**TASK GOAL**
Retype, word for word, every line from the one holding "pub struct MemoryConnector" through the one holding "async fn recv(&mut" in the entries below, both included, and only those lines.

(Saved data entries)
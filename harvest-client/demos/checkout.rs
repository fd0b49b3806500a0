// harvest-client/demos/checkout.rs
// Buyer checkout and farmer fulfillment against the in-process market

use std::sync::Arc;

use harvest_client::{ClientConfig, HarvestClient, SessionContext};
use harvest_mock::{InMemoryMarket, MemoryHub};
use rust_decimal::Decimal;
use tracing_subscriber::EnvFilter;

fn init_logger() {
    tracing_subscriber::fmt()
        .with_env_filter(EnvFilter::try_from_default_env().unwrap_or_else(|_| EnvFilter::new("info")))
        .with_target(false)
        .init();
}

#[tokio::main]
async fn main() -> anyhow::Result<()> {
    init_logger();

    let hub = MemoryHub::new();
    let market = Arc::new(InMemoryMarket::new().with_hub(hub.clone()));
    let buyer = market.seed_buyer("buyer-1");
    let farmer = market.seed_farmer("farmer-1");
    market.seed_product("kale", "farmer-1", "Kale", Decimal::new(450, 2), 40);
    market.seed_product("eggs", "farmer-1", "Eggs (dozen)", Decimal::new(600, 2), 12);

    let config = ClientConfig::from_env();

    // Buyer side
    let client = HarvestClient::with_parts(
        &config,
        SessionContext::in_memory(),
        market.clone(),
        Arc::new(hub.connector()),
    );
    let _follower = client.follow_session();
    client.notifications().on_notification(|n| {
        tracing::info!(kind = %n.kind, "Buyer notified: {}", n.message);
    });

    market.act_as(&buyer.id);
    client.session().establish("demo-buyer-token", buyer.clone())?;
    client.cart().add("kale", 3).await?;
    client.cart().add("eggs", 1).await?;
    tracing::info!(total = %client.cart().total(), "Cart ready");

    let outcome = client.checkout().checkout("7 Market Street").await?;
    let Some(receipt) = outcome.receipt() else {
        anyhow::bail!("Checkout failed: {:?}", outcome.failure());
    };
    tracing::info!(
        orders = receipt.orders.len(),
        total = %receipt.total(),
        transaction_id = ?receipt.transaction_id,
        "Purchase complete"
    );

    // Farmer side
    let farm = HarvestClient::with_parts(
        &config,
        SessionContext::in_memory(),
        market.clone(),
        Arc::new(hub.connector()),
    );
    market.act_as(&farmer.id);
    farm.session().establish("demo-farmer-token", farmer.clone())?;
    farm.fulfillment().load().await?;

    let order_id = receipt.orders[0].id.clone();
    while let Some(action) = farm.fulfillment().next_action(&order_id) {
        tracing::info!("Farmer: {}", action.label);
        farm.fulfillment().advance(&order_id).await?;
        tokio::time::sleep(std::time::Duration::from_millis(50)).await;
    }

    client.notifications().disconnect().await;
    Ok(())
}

==

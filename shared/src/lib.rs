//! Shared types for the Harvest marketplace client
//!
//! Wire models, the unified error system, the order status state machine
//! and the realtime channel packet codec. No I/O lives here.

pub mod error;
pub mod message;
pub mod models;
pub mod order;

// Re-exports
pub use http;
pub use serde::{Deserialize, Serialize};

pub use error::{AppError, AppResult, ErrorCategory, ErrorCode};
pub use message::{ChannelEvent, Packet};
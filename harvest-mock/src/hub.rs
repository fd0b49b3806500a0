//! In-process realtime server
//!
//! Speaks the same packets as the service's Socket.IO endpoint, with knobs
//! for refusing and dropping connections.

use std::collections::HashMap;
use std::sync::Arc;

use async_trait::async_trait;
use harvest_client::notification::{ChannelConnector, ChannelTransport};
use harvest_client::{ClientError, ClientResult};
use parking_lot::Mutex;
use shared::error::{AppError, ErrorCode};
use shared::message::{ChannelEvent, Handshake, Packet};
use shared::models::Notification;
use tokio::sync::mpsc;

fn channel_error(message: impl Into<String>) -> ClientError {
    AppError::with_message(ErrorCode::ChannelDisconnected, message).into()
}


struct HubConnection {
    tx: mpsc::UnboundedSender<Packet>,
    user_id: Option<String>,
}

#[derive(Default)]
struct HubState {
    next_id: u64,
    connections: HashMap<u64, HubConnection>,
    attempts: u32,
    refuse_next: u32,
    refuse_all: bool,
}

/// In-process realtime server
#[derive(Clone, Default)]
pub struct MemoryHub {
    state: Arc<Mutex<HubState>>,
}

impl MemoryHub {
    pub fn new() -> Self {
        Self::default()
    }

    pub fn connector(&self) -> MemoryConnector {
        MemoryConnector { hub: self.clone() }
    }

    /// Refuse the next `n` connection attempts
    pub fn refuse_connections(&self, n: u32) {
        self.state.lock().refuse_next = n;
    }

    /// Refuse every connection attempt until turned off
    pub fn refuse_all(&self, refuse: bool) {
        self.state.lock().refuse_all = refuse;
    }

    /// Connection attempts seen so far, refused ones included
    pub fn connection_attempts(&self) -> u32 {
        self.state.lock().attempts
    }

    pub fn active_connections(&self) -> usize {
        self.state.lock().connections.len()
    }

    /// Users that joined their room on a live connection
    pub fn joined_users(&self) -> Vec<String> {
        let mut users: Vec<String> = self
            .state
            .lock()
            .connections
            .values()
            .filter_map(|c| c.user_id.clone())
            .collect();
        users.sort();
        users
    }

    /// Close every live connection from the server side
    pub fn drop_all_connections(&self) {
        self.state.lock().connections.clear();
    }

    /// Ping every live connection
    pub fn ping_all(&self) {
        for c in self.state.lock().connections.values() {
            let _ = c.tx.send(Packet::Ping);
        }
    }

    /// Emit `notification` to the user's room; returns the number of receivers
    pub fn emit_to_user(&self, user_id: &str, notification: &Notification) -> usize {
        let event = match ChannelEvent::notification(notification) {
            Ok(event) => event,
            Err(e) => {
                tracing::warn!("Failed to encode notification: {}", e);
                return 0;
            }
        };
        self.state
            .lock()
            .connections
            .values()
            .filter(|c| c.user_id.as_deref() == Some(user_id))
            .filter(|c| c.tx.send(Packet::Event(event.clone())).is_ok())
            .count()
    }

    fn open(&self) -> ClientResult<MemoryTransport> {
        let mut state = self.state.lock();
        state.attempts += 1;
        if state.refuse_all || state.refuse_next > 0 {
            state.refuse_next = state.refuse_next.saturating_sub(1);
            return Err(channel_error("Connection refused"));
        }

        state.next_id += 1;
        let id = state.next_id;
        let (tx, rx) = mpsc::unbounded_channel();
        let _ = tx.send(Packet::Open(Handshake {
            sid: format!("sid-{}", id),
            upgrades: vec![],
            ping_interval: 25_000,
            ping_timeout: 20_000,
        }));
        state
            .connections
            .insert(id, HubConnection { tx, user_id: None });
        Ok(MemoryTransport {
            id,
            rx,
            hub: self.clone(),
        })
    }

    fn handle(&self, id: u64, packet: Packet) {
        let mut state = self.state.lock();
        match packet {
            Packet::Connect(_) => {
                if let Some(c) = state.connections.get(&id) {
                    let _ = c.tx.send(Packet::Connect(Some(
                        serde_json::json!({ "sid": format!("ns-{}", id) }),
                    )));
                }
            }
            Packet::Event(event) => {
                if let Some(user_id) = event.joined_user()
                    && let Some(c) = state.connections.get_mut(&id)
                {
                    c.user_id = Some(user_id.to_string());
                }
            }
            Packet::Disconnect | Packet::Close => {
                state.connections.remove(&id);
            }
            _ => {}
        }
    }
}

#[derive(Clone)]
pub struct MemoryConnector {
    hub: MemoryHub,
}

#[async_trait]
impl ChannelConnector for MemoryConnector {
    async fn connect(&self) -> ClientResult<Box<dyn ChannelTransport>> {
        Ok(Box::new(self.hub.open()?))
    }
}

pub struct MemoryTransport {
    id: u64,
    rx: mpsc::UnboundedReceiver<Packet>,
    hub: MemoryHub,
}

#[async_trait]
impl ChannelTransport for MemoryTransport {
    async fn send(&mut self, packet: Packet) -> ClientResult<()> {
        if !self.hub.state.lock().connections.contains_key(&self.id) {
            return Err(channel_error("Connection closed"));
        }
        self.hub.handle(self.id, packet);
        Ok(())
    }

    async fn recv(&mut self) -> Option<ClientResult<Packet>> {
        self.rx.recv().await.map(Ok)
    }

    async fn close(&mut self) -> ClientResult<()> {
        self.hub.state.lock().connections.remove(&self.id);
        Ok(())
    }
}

**YOUR SOLUTION**
pub struct MemoryConnector {
    hub: MemoryHub,
}

#[async_trait]
impl ChannelConnector for MemoryConnector {
    async fn connect(&self) -> ClientResult<Box<dyn ChannelTransport>> {
        Ok(Box::new(self.hub.open()?))
    }
}

pub struct MemoryTransport {
    id: u64,
    rx: mpsc::UnboundedReceiver<Packet>,
    hub: MemoryHub,
}

#[async_trait]
impl ChannelTransport for MemoryTransport {
    async fn send(&mut self, packet: Packet) -> ClientResult<()> {
        if !self.hub.state.lock().connections.contains_key(&self.id) {
            return Err(channel_error("Connection closed"));
        }
        self.hub.handle(self.id, packet);
        Ok(())
    }

    async fn recv(&mut self) -> Option<ClientResult<Packet>> {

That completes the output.